#### [What the task asks]
Would you please return every line from the listing that contains the word "TrackerError"?

#### [Records]
%%
//! Location tracking state machine
//!
//! Platform callbacks (new fixes, authorization changes, provider errors)
//! are funnelled into one ordered stream of [`TrackerEvent`]s that the rest
//! of the client consumes.

use thiserror::Error;
use tokio::sync::mpsc;
use tracing::{debug, info, warn};

use crate::mapper::LocationFix;

#[derive(Debug, Clone, Copy, PartialEq, Eq)]
pub enum AuthorizationStatus {
    NotDetermined,
    Restricted,
    Denied,
    AuthorizedAlways,
    AuthorizedWhenInUse,
}

impl AuthorizationStatus {
    pub fn is_authorized(&self) -> bool {
        matches!(
            self,
            AuthorizationStatus::AuthorizedAlways | AuthorizationStatus::AuthorizedWhenInUse
        )
    }

    pub fn is_refused(&self) -> bool {
        matches!(
            self,
            AuthorizationStatus::Denied | AuthorizationStatus::Restricted
        )
    }
}

#[derive(Error, Debug, Clone, PartialEq, Eq)]
pub enum TrackerError {
    #[error("Location access has not been authorized")]
    AuthorizationDenied,

    #[error("Location could not be determined")]
    LocationUnknown,

    #[error("Network was unavailable")]
    Network,

    #[error("Location provider error: {0}")]
    Provider(String),
}

#[derive(Debug, Clone, PartialEq)]
pub enum TrackerEvent {
    LocationUpdated(LocationFix),
    AuthorizationChanged(AuthorizationStatus),
    Failed(TrackerError),
}

pub struct LocationTracker {
    events: mpsc::UnboundedSender<TrackerEvent>,
    tracking: bool,
    authorization: Option<AuthorizationStatus>,
}

impl LocationTracker {
    /// A tracker and the receiving end of its event stream
    pub fn channel() -> (Self, mpsc::UnboundedReceiver<TrackerEvent>) {
        let (events, receiver) = mpsc::unbounded_channel();
        let tracker = Self {
            events,
            tracking: false,
            authorization: None,
        };
        (tracker, receiver)
    }

    pub fn is_tracking(&self) -> bool {
        self.tracking
    }

    pub fn authorization(&self) -> Option<AuthorizationStatus> {
        self.authorization
    }

    pub fn start_tracking(&mut self) {
        info!("Location tracking started");
        self.tracking = true;
    }

    pub fn stop_tracking(&mut self) {
        info!("Location tracking stopped");
        self.tracking = false;
    }

    /// Provider delivered one or more fixes, oldest first. Only the newest
    /// is forwarded.
    pub fn locations_delivered(&mut self, fixes: &[LocationFix]) {
        if !self.tracking {
            debug!("Dropping {} fixes delivered while stopped", fixes.len());
            return;
        }
        if let Some(latest) = fixes.last() {
            self.emit(TrackerEvent::LocationUpdated(latest.clone()));
        }
    }

    pub fn authorization_changed(&mut self, status: AuthorizationStatus) {
        if self.authorization == Some(status) {
            return;
        }
        self.authorization = Some(status);
        self.emit(TrackerEvent::AuthorizationChanged(status));

        if status.is_refused() {
            warn!("Location authorization refused: {:?}", status);
            self.emit(TrackerEvent::Failed(TrackerError::AuthorizationDenied));
        }
    }

    pub fn provider_failed(&mut self, error: TrackerError) {
        warn!("Location provider failed: {}", error);
        self.emit(TrackerEvent::Failed(error));
    }

    fn emit(&self, event: TrackerEvent) {
        if self.events.send(event).is_err() {
            debug!("Tracker event dropped, no consumer attached");
        }
    }
}

#[cfg(test)]
mod tests {
    use super::*;
    use chrono::{TimeZone, Utc};

    fn fix(latitude: f64) -> LocationFix {
        LocationFix::new(
            latitude,
            139.7671,
            Utc.with_ymd_and_hms(2024, 1, 15, 10, 30, 0).unwrap(),
        )
    }

    fn drain(receiver: &mut mpsc::UnboundedReceiver<TrackerEvent>) -> Vec<TrackerEvent> {
        let mut events = Vec::new();
        while let Ok(event) = receiver.try_recv() {
            events.push(event);
        }
        events
    }

    #[test]
    fn test_forwards_only_latest_fix() {
        let (mut tracker, mut events) = LocationTracker::channel();
        tracker.start_tracking();
        tracker.locations_delivered(&[fix(1.0), fix(2.0), fix(3.0)]);
        tracker.locations_delivered(&[]);

        assert_eq!(drain(&mut events), vec![TrackerEvent::LocationUpdated(fix(3.0))]);
    }

    #[test]
    fn test_drops_fixes_while_stopped() {
        let (mut tracker, mut events) = LocationTracker::channel();
        tracker.locations_delivered(&[fix(1.0)]);

        tracker.start_tracking();
        tracker.stop_tracking();
        tracker.locations_delivered(&[fix(2.0)]);

        assert!(drain(&mut events).is_empty());
    }

    #[test]
    fn test_repeated_authorization_suppressed() {
        let (mut tracker, mut events) = LocationTracker::channel();
        tracker.authorization_changed(AuthorizationStatus::NotDetermined);
        tracker.authorization_changed(AuthorizationStatus::AuthorizedWhenInUse);
        tracker.authorization_changed(AuthorizationStatus::AuthorizedWhenInUse);

        assert_eq!(
            drain(&mut events),
            vec![
                TrackerEvent::AuthorizationChanged(AuthorizationStatus::NotDetermined),
                TrackerEvent::AuthorizationChanged(AuthorizationStatus::AuthorizedWhenInUse),
            ]
        );
        assert_eq!(
            tracker.authorization(),
            Some(AuthorizationStatus::AuthorizedWhenInUse)
        );
    }

    #[test]
    fn test_denied_reports_failure_once() {
        let (mut tracker, mut events) = LocationTracker::channel();
        tracker.authorization_changed(AuthorizationStatus::Denied);
        tracker.authorization_changed(AuthorizationStatus::Denied);

        assert_eq!(
            drain(&mut events),
            vec![
                TrackerEvent::AuthorizationChanged(AuthorizationStatus::Denied),
                TrackerEvent::Failed(TrackerError::AuthorizationDenied),
            ]
        );
    }

    #[test]
    fn test_events_keep_callback_order() {
        let (mut tracker, mut events) = LocationTracker::channel();
        tracker.start_tracking();
        tracker.locations_delivered(&[fix(1.0)]);
        tracker.provider_failed(TrackerError::Network);
        tracker.locations_delivered(&[fix(2.0)]);

        assert_eq!(
            drain(&mut events),
            vec![
                TrackerEvent::LocationUpdated(fix(1.0)),
                TrackerEvent::Failed(TrackerError::Network),
                TrackerEvent::LocationUpdated(fix(2.0)),
            ]
        );
    }

    #[test]
    fn test_emitting_without_consumer_is_harmless() {
        let (mut tracker, events) = LocationTracker::channel();
        drop(events);
        tracker.start_tracking();
        tracker.locations_delivered(&[fix(1.0)]);
        assert!(tracker.is_tracking());
    }
}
%%
#### [Written answer]
pub enum TrackerError {
    Failed(TrackerError),
            self.emit(TrackerEvent::Failed(TrackerError::AuthorizationDenied));
    pub fn provider_failed(&mut self, error: TrackerError) {
                TrackerEvent::Failed(TrackerError::AuthorizationDenied),
        tracker.provider_failed(TrackerError::Network);
                TrackerEvent::Failed(TrackerError::Network),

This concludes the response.